[Stored items]
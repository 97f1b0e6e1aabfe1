//! Error types for the chat pipeline

use axum::{
    http::StatusCode,
    response::{IntoResponse, Response},
    Json,
};
use serde::Serialize;
use serde_json::json;
use thiserror::Error;

/// Result type alias for pipeline operations
pub type Result<T> = std::result::Result<T, Error>;

/// How a provider call failed
#[derive(Debug, Clone, Copy, PartialEq, Eq, Serialize)]
#[serde(rename_all = "snake_case")]
pub enum ProviderErrorKind {
    /// Upstream call exceeded its time budget
    Timeout,
    /// Upstream rejected the call because of request rate or quota
    RateLimited,
    /// Upstream is overloaded or returned a server error
    Unavailable,
    /// Credentials were rejected
    Auth,
    /// Upstream rejected the request itself
    InvalidRequest,
}

impl ProviderErrorKind {
    /// Timeouts, rate limits and upstream outages may succeed on another attempt
    pub fn is_retryable(&self) -> bool {
        matches!(self, Self::Timeout | Self::RateLimited | Self::Unavailable)
    }

    /// Classify an HTTP status returned by a provider
    pub fn from_status(status: u16) -> Self {
        match status {
            401 | 403 => Self::Auth,
            429 => Self::RateLimited,
            408 | 504 => Self::Timeout,
            // includes Anthropic's non-standard 529 "overloaded"
            500..=599 => Self::Unavailable,
            _ => Self::InvalidRequest,
        }
    }

    pub fn as_str(&self) -> &'static str {
        match self {
            Self::Timeout => "timeout",
            Self::RateLimited => "rate_limited",
            Self::Unavailable => "unavailable",
            Self::Auth => "auth",
            Self::InvalidRequest => "invalid_request",
        }
    }
}

/// Pipeline errors
#[derive(Debug, Error)]
pub enum Error {
    /// Bad input rejected before any work starts
    #[error("Validation error: {0}")]
    Validation(String),

    /// Text extraction failed
    #[error("Failed to extract '{filename}': {message}")]
    Extraction { filename: String, message: String },

    /// Embedding a chunk failed
    #[error("Embedding generation failed: {0}")]
    Embedding(String),

    /// An AI provider call failed
    #[error("Provider '{provider}' failed ({}): {message}", kind.as_str())]
    Provider {
        provider: String,
        kind: ProviderErrorKind,
        message: String,
    },

    /// Referenced entity does not exist
    #[error("{entity} not found: {id}")]
    NotFound { entity: &'static str, id: String },

    /// Operation conflicts with current state
    #[error("Conflict: {0}")]
    Conflict(String),

    /// Configuration error
    #[error("Configuration error: {0}")]
    Config(String),

    /// Database error
    #[error("Database error: {0}")]
    Database(String),

    /// IO error
    #[error("IO error: {0}")]
    Io(#[from] std::io::Error),

    /// JSON error
    #[error("JSON error: {0}")]
    Json(#[from] serde_json::Error),

    /// HTTP request error
    #[error("HTTP request error: {0}")]
    Http(#[from] reqwest::Error),

    /// Internal error
    #[error("Internal error: {0}")]
    Internal(String),
}

impl Error {
    /// Create a validation error
    pub fn validation(message: impl Into<String>) -> Self {
        Self::Validation(message.into())
    }

    /// Create an extraction error
    pub fn extraction(filename: impl Into<String>, message: impl Into<String>) -> Self {
        Self::Extraction {
            filename: filename.into(),
            message: message.into(),
        }
    }

    /// Create an embedding error
    pub fn embedding(message: impl Into<String>) -> Self {
        Self::Embedding(message.into())
    }

    /// Create a provider error
    pub fn provider(
        provider: impl Into<String>,
        kind: ProviderErrorKind,
        message: impl Into<String>,
    ) -> Self {
        Self::Provider {
            provider: provider.into(),
            kind,
            message: message.into(),
        }
    }

    /// Create a not-found error
    pub fn not_found(entity: &'static str, id: impl ToString) -> Self {
        Self::NotFound {
            entity,
            id: id.to_string(),
        }
    }

    /// Create a conflict error
    pub fn conflict(message: impl Into<String>) -> Self {
        Self::Conflict(message.into())
    }

    /// Create a database error
    pub fn database(message: impl Into<String>) -> Self {
        Self::Database(message.into())
    }

    /// Create an internal error
    pub fn internal(message: impl Into<String>) -> Self {
        Self::Internal(message.into())
    }

    /// Whether another attempt (or another provider) may succeed
    pub fn is_retryable(&self) -> bool {
        match self {
            Error::Provider { kind, .. } => kind.is_retryable(),
            Error::Http(err) => err.is_timeout() || err.is_connect(),
            _ => false,
        }
    }

    /// Short machine-readable error type
    pub fn error_type(&self) -> &'static str {
        match self {
            Error::Validation(_) => "validation_error",
            Error::Extraction { .. } => "extraction_error",
            Error::Embedding(_) => "embedding_error",
            Error::Provider { .. } => "provider_error",
            Error::NotFound { .. } => "not_found",
            Error::Conflict(_) => "conflict",
            Error::Config(_) => "config_error",
            Error::Database(_) => "database_error",
            Error::Io(_) => "io_error",
            Error::Json(_) => "json_error",
            Error::Http(_) => "http_error",
            Error::Internal(_) => "internal_error",
        }
    }

    /// `{"error": {type, message, retryable}}` body shared by HTTP and stream errors
    pub fn to_json(&self) -> serde_json::Value {
        json!({
            "error": {
                "type": self.error_type(),
                "message": self.to_string(),
                "retryable": self.is_retryable(),
            }
        })
    }

    fn status(&self) -> StatusCode {
        match self {
            Error::Validation(_) | Error::Json(_) => StatusCode::BAD_REQUEST,
            Error::Extraction { .. } => StatusCode::UNPROCESSABLE_ENTITY,
            Error::NotFound { .. } => StatusCode::NOT_FOUND,
            Error::Conflict(_) => StatusCode::CONFLICT,
            Error::Provider { kind, .. } => match kind {
                ProviderErrorKind::RateLimited => StatusCode::TOO_MANY_REQUESTS,
                ProviderErrorKind::Timeout => StatusCode::GATEWAY_TIMEOUT,
                ProviderErrorKind::Unavailable => StatusCode::SERVICE_UNAVAILABLE,
                ProviderErrorKind::Auth | ProviderErrorKind::InvalidRequest => {
                    StatusCode::BAD_GATEWAY
                }
            },
            Error::Http(_) => StatusCode::BAD_GATEWAY,
            Error::Embedding(_)
            | Error::Config(_)
            | Error::Database(_)
            | Error::Io(_)
            | Error::Internal(_) => StatusCode::INTERNAL_SERVER_ERROR,
        }
    }
}

impl From<rusqlite::Error> for Error {
    fn from(err: rusqlite::Error) -> Self {
        Error::Database(err.to_string())
    }
}

impl IntoResponse for Error {
    fn into_response(self) -> Response {
        let status = self.status();
        if status.is_server_error() {
            tracing::error!("Request failed: {}", self);
        }

        (status, Json(self.to_json())).into_response()
    }
}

▶ [PROBLEM]: Lines that contain "another" should be pulled from the entries above and reported.

▶ [WRITTEN SOLUTION]:
    /// Timeouts, rate limits and upstream outages may succeed on another attempt
    /// Whether another attempt (or another provider) may succeed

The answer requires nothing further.